2). according to t pickup time of the pressure f described in the step 1) and each relay _Hh, release time t _HkWith retention time t _b, confirm that hydropneumatic device internal pressure predicted value f ' reaches the predicted value of each relay, i.e. adhesive predicted time t ' _HhWith release predicted time t ' _Hk, adhesive predicted time t ' wherein _HhComprise that adhesive starts predicted time t ' _H1With the up predicted time t ' of adhesive _H2, discharge predicted time t ' _HkComprise discharging and start predicted time t ' _K1With the descending predicted time t ' of release _K2

3). with t relay-operating time described in the step 1) _Hh, release time t _HkAnd step 2) the adhesive predicted time t ' that obtains in _Hh, discharge predicted time t ' _HkWhether compare respectively with according to the conditional parameter of setting in advance, it is normal to differentiate this relay working state automatically;

4) as step 3) repeat circuit t pickup time _Hh, adhesive predicted time t ' _HhReach t release time _Hk, discharge predicted time t ' _HkWhen all satisfying the conditional parameter of setting in advance, it is normal to be judged as the relay working state;

5) if step 3) repeat circuit t pickup time _Hh, adhesive predicted time t ' _HhReach t release time _Hk, discharge predicted time t ' _HkIn when having at least one not satisfy the conditional parameter of setting in advance, it is undesired that the relay working state then is judged as;

6). according to step 2) in pressure prediction value f ', the adhesive predicted time t ' of the hydropneumatic device that obtains _HhWith release predicted time t ' _Hk, to the pressure in this hydropneumatic device at minimum pickup time, release time (t less than any two relays _Hh, t _Hk) _MinSigma-delta in the scope is controlled.

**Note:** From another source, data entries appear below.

//! External tool invocation.
//!
//! Every state change and query goes through a [`ToolRunner`], so the
//! adapter never touches `std::process` directly and tests can substitute
//! a scripted hypervisor.

use std::ffi::OsString;
use std::path::PathBuf;
use std::process::{Command, Stdio};

/// A fully described external command: program, arguments and the
/// per-command environment overrides.
#[derive(Debug, Clone, PartialEq, Eq)]
pub struct Invocation {
    program: String,
    args: Vec<OsString>,
    envs: Vec<(String, PathBuf)>,
}

impl Invocation {
    pub fn new(program: impl Into<String>) -> Self {
        Self {
            program: program.into(),
            args: Vec::new(),
            envs: Vec::new(),
        }
    }

    pub fn arg(mut self, arg: impl Into<OsString>) -> Self {
        self.args.push(arg.into());
        self
    }

    pub fn args<I, S>(mut self, args: I) -> Self
    where
        I: IntoIterator<Item = S>,
        S: Into<OsString>,
    {
        self.args.extend(args.into_iter().map(Into::into));
        self
    }

    /// Set an environment variable for this invocation only.
    pub fn env(mut self, key: impl Into<String>, value: impl Into<PathBuf>) -> Self {
        self.envs.push((key.into(), value.into()));
        self
    }

    pub fn program(&self) -> &str {
        &self.program
    }

    pub fn arg_strings(&self) -> Vec<String> {
        self.args
            .iter()
            .map(|a| a.to_string_lossy().into_owned())
            .collect()
    }

    pub fn env_value(&self, key: &str) -> Option<&PathBuf> {
        self.envs.iter().find(|(k, _)| k == key).map(|(_, v)| v)
    }

    /// Space-joined command line for diagnostics.
    pub fn command_line(&self) -> String {
        let mut line = self.program.clone();
        for arg in &self.args {
            line.push(' ');
            line.push_str(&arg.to_string_lossy());
        }
        line
    }

    pub fn to_command(&self) -> Command {
        let mut cmd = Command::new(&self.program);
        cmd.args(&self.args);
        for (key, value) in &self.envs {
            cmd.env(key, value);
        }
        cmd
    }
}

/// Captured result of a finished invocation.
#[derive(Debug, Clone, Default, PartialEq, Eq)]
pub struct ToolOutput {
    /// `None` when the process was killed by a signal.
    pub status: Option<i32>,
    pub stdout: String,
    pub stderr: String,
}

impl ToolOutput {
    pub fn success(stdout: impl Into<String>) -> Self {
        Self {
            status: Some(0),
            stdout: stdout.into(),
            stderr: String::new(),
        }
    }

    pub fn failure(code: i32, stderr: impl Into<String>) -> Self {
        Self {
            status: Some(code),
            stdout: String::new(),
            stderr: stderr.into(),
        }
    }

    pub fn is_success(&self) -> bool {
        self.status == Some(0)
    }

    /// Short failure description: trimmed stderr, or the exit status.
    pub fn failure_message(&self) -> String {
        let stderr = self.stderr.trim();
        if !stderr.is_empty() {
            return stderr.to_string();
        }
        match self.status {
            Some(code) => format!("exited with status {code}"),
            None => "terminated by signal".into(),
        }
    }
}

pub trait ToolRunner {
    /// Run to completion, capturing stdout and stderr.
    fn run(&self, invocation: &Invocation) -> std::io::Result<ToolOutput>;

    /// Run with stdout/stderr attached to the terminal (progress output).
    /// Returns the exit status.
    fn run_attached(&self, invocation: &Invocation) -> std::io::Result<Option<i32>> {
        self.run(invocation).map(|output| output.status)
    }
}

/// Runs invocations as real child processes, blocking until they exit.
#[derive(Debug, Clone, Copy, Default)]
pub struct SystemRunner;

impl ToolRunner for SystemRunner {
    fn run(&self, invocation: &Invocation) -> std::io::Result<ToolOutput> {
        tracing::debug!(command = %invocation.command_line(), "running");
        let output = invocation
            .to_command()
            .stdin(Stdio::null())
            .output()?;
        Ok(ToolOutput {
            status: output.status.code(),
            stdout: String::from_utf8_lossy(&output.stdout).into_owned(),
            stderr: String::from_utf8_lossy(&output.stderr).into_owned(),
        })
    }

    fn run_attached(&self, invocation: &Invocation) -> std::io::Result<Option<i32>> {
        tracing::debug!(command = %invocation.command_line(), "running attached");
        let status = invocation.to_command().stdin(Stdio::null()).status()?;
        Ok(status.code())
    }
}

#[cfg(test)]
mod tests {
    use super::*;

    #[test]
    fn command_line_joins_program_and_args() {
        let inv = Invocation::new("VBoxManage")
            .args(["-nologo", "list", "vms"])
            .env("VBOX_USER_HOME", "/home/u/.VirtualBox-demo");
        assert_eq!(inv.command_line(), "VBoxManage -nologo list vms");
        assert_eq!(
            inv.env_value("VBOX_USER_HOME"),
            Some(&PathBuf::from("/home/u/.VirtualBox-demo"))
        );
    }

    #[test]
    fn failure_message_prefers_stderr() {
        assert_eq!(ToolOutput::failure(1, " boom \n").failure_message(), "boom");
        assert_eq!(
            ToolOutput::failure(2, "").failure_message(),
            "exited with status 2"
        );
    }

    #[cfg(unix)]
    #[test]
    fn system_runner_passes_environment_per_command() {
        let inv = Invocation::new("sh")
            .args(["-c", "printf %s \"$VBOX_USER_HOME\""])
            .env("VBOX_USER_HOME", "/tmp/vbox-home");
        let output = SystemRunner.run(&inv).unwrap();
        assert!(output.is_success());
        assert_eq!(output.stdout, "/tmp/vbox-home");
        assert!(std::env::var_os("VBOX_USER_HOME").is_none_or(|v| v != "/tmp/vbox-home"));
    }

    #[test]
    fn system_runner_reports_missing_program() {
        let inv = Invocation::new("definitely-not-a-real-tool-vbox-sync");
        assert!(SystemRunner.run(&inv).is_err());
    }
}
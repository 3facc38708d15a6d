use std::mem::size_of;
use std::sync::Arc;
use std::sync::atomic::{AtomicBool, AtomicU32, AtomicU64, Ordering};

use parking_lot::Mutex;

use crate::{
    arena::{
        linear::{ArenaSpan, LinearArena},
        shared::SharedArena,
    },
    foundation::{
        core::{CACHE_LINE_SIZE, CacheAligned, PhaseId},
        error::{FrameplanError, FrameplanResult},
    },
    schedule::plan::Scheduler,
    task::{Task, batch::TaskBatch},
};

/// What the aggregator does when a flush lands beyond its capacity.
#[derive(Clone, Copy, Debug, Default, PartialEq, Eq, serde::Serialize, serde::Deserialize)]
#[serde(rename_all = "snake_case")]
pub enum OverflowPolicy {
    /// Flag overflow and rewind the slot counter to zero. The whole cycle is discarded by the
    /// next `consolidate`, including batches recorded before the overflow.
    #[default]
    DropCycle,
    /// Flag overflow and keep every batch recorded below capacity; only out-of-range batches
    /// are dropped and counted. `consolidate` plans the kept batches without a recovery and
    /// reports the drops in its stats.
    Saturate,
}

/// Aggregator sizing and overflow behaviour.
#[derive(Clone, Copy, Debug, PartialEq, Eq, serde::Serialize, serde::Deserialize)]
#[serde(default, deny_unknown_fields)]
pub struct AggregatorConfig {
    /// Maximum number of flushed batches one cycle can hold.
    pub capacity: u32,
    /// Maximum number of tasks a batch buffers before flushing itself.
    pub batch_capacity: u32,
    /// Behaviour on slot exhaustion.
    pub overflow_policy: OverflowPolicy,
}

impl Default for AggregatorConfig {
    fn default() -> Self {
        Self {
            capacity: 4096,
            batch_capacity: 1024,
            overflow_policy: OverflowPolicy::DropCycle,
        }
    }
}

impl AggregatorConfig {
    /// Check that capacities are non-zero.
    pub fn validate(&self) -> FrameplanResult<()> {
        if self.capacity == 0 {
            return Err(FrameplanError::validation("aggregator capacity must be > 0"));
        }
        if self.batch_capacity == 0 {
            return Err(FrameplanError::validation(
                "aggregator batch_capacity must be > 0",
            ));
        }
        Ok(())
    }
}

pub(crate) struct BatchRecord<P> {
    pub(crate) phase: PhaseId,
    pub(crate) tasks: Vec<Task<P>>,
}

/// Bounded many-producer collection point for flushed [`TaskBatch`]es.
///
/// Each flush reserves a slot with a single `fetch_add` on a cache-aligned counter; the slot is
/// then written only by the thread that won that index. Consolidation and [`Aggregator::reset`]
/// take `&mut self`, so no batch can be alive while they run.
pub struct Aggregator<P> {
    arena: Arc<SharedArena>,
    config: AggregatorConfig,
    count: CacheAligned<AtomicU32>,
    overflow: AtomicBool,
    dropped_batches: AtomicU32,
    dropped_tasks: AtomicU64,
    slots: Box<[Mutex<Option<BatchRecord<P>>>]>,
}

impl<P> Aggregator<P> {
    /// Create an aggregator bound to `scheduler`'s arena.
    pub fn new(scheduler: &Scheduler<P>, config: AggregatorConfig) -> FrameplanResult<Self> {
        config.validate()?;
        let slots = (0..config.capacity).map(|_| Mutex::new(None)).collect();
        Ok(Self {
            arena: Arc::clone(scheduler.shared_arena()),
            config,
            count: CacheAligned::new(AtomicU32::new(0)),
            overflow: AtomicBool::new(false),
            dropped_batches: AtomicU32::new(0),
            dropped_tasks: AtomicU64::new(0),
            slots,
        })
    }

    /// Start an empty batch for `phase`. Does not allocate.
    pub fn make_batch(&self, phase: PhaseId) -> TaskBatch<'_, P> {
        TaskBatch::new(self, phase)
    }

    /// Bind to a different scheduler.
    ///
    /// # Panics
    ///
    /// Panics if batches from the current cycle are still recorded.
    pub fn rebind(&mut self, scheduler: &Scheduler<P>) {
        assert!(
            self.is_empty() && !self.overflowed(),
            "cannot rebind an aggregator holding {} outstanding batches",
            self.len()
        );
        self.arena = Arc::clone(scheduler.shared_arena());
    }

    /// Return `true` if this aggregator allocates from `scheduler`'s arena.
    pub fn is_bound_to(&self, scheduler: &Scheduler<P>) -> bool {
        Arc::ptr_eq(&self.arena, scheduler.shared_arena())
    }

    /// Configuration the aggregator was built with.
    pub fn config(&self) -> &AggregatorConfig {
        &self.config
    }

    /// Behaviour on slot exhaustion.
    pub fn policy(&self) -> OverflowPolicy {
        self.config.overflow_policy
    }

    /// Maximum number of batches per cycle.
    pub fn capacity(&self) -> u32 {
        self.config.capacity
    }

    /// Number of recorded batches.
    pub fn len(&self) -> u32 {
        self.count.load(Ordering::Acquire).min(self.config.capacity)
    }

    /// Return `true` when no batch is recorded.
    pub fn is_empty(&self) -> bool {
        self.len() == 0
    }

    /// Return `true` once a flush has landed beyond capacity in this cycle.
    pub fn overflowed(&self) -> bool {
        self.overflow.load(Ordering::Acquire)
    }

    /// Batches rejected for lack of slots this cycle.
    pub fn dropped_batches(&self) -> u32 {
        self.dropped_batches.load(Ordering::Relaxed)
    }

    /// Tasks inside rejected batches this cycle.
    pub fn dropped_tasks(&self) -> u64 {
        self.dropped_tasks.load(Ordering::Relaxed)
    }

    /// Clear every slot, the counter and the overflow state.
    pub fn reset(&mut self) {
        let touched = if *self.overflow.get_mut() {
            self.slots.len()
        } else {
            (*self.count.get_mut() as usize).min(self.slots.len())
        };
        for slot in &mut self.slots[..touched] {
            *slot.get_mut() = None;
        }
        *self.count.get_mut() = 0;
        *self.overflow.get_mut() = false;
        *self.dropped_batches.get_mut() = 0;
        *self.dropped_tasks.get_mut() = 0;
    }

    pub(crate) fn batch_capacity(&self) -> usize {
        self.config.batch_capacity as usize
    }

    /// Fresh task buffer for a batch, charged to the scheduler arena.
    pub(crate) fn allocate_batch_buffer(&self) -> Vec<Task<P>> {
        let cap = self.batch_capacity();
        let bytes = LinearArena::calc_size(cap.saturating_mul(size_of::<Task<P>>()));
        let _span = self.arena.allocate_or_flag(bytes, CACHE_LINE_SIZE);
        Vec::with_capacity(cap)
    }

    pub(crate) fn reserve(&self, bytes: usize, align: usize) -> ArenaSpan {
        self.arena.allocate_or_flag(bytes, align)
    }

    /// Record a flushed batch. Called from [`TaskBatch::flush`].
    pub(crate) fn push(&self, record: BatchRecord<P>) {
        let idx = self.count.fetch_add(1, Ordering::AcqRel);
        if let Some(slot) = self.slots.get(idx as usize) {
            *slot.lock() = Some(record);
            return;
        }

        self.dropped_batches.fetch_add(1, Ordering::Relaxed);
        self.dropped_tasks
            .fetch_add(record.tasks.len() as u64, Ordering::Relaxed);
        if !self.overflow.swap(true, Ordering::AcqRel) {
            tracing::warn!(
                capacity = self.config.capacity,
                policy = ?self.config.overflow_policy,
                "aggregator out of slots, flagging overflow for this cycle"
            );
        }
        match self.config.overflow_policy {
            OverflowPolicy::DropCycle => self.count.store(0, Ordering::Release),
            OverflowPolicy::Saturate => {
                self.count.fetch_min(self.config.capacity, Ordering::AcqRel);
            }
        }
    }

    /// Recorded batches in slot order.
    pub(crate) fn records(&mut self) -> impl Iterator<Item = &BatchRecord<P>> + '_ {
        let len = self.len() as usize;
        self.slots[..len]
            .iter_mut()
            .filter_map(|s| s.get_mut().as_ref())
    }

    /// Move recorded batches out in slot order, leaving their slots empty.
    pub(crate) fn drain(&mut self) -> impl Iterator<Item = BatchRecord<P>> + '_ {
        let len = self.len() as usize;
        self.slots[..len]
            .iter_mut()
            .filter_map(|s| s.get_mut().take())
    }
}

impl<P> std::fmt::Debug for Aggregator<P> {
    fn fmt(&self, f: &mut std::fmt::Formatter<'_>) -> std::fmt::Result {
        f.debug_struct("Aggregator")
            .field("config", &self.config)
            .field("len", &self.len())
            .field("overflowed", &self.overflowed())
            .field("dropped_batches", &self.dropped_batches())
            .finish_non_exhaustive()
    }
}

#[cfg(test)]
#[path = "../../tests/unit/task/aggregator.rs"]
mod tests;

As a kind of preferred version, step 2) described in the adhesive predicted time t ' of relay _HhWith release predicted time t ' _HkWith in the hydropneumatic device pressure prediction value f ' all can confirm through moving average method or an exponential smoothing.

As a kind of preferred version, the pressure in the device of hydropneumatic described in the step 6) is at minimum pickup time, the release time (t less than any two relays _Hh, t _Hk) _MinSigma-delta control in the scope can be adopted the way of " two steps were walked "; Promptly adopt the first step, increase or reduce the pressure in the said hydropneumatic device earlier, second step; After reduce or increase the pressure in the above-mentioned hydropneumatic device, abbreviate " increase afterwards earlier and subtract " or " subtract afterwards earlier and increase " as.The method of the increasing amount that adds up control can be to increase to subtract less or subtract less to increase more more, and the method for the reduction that adds up control can be to reduce to subtract more or reduce more to increase.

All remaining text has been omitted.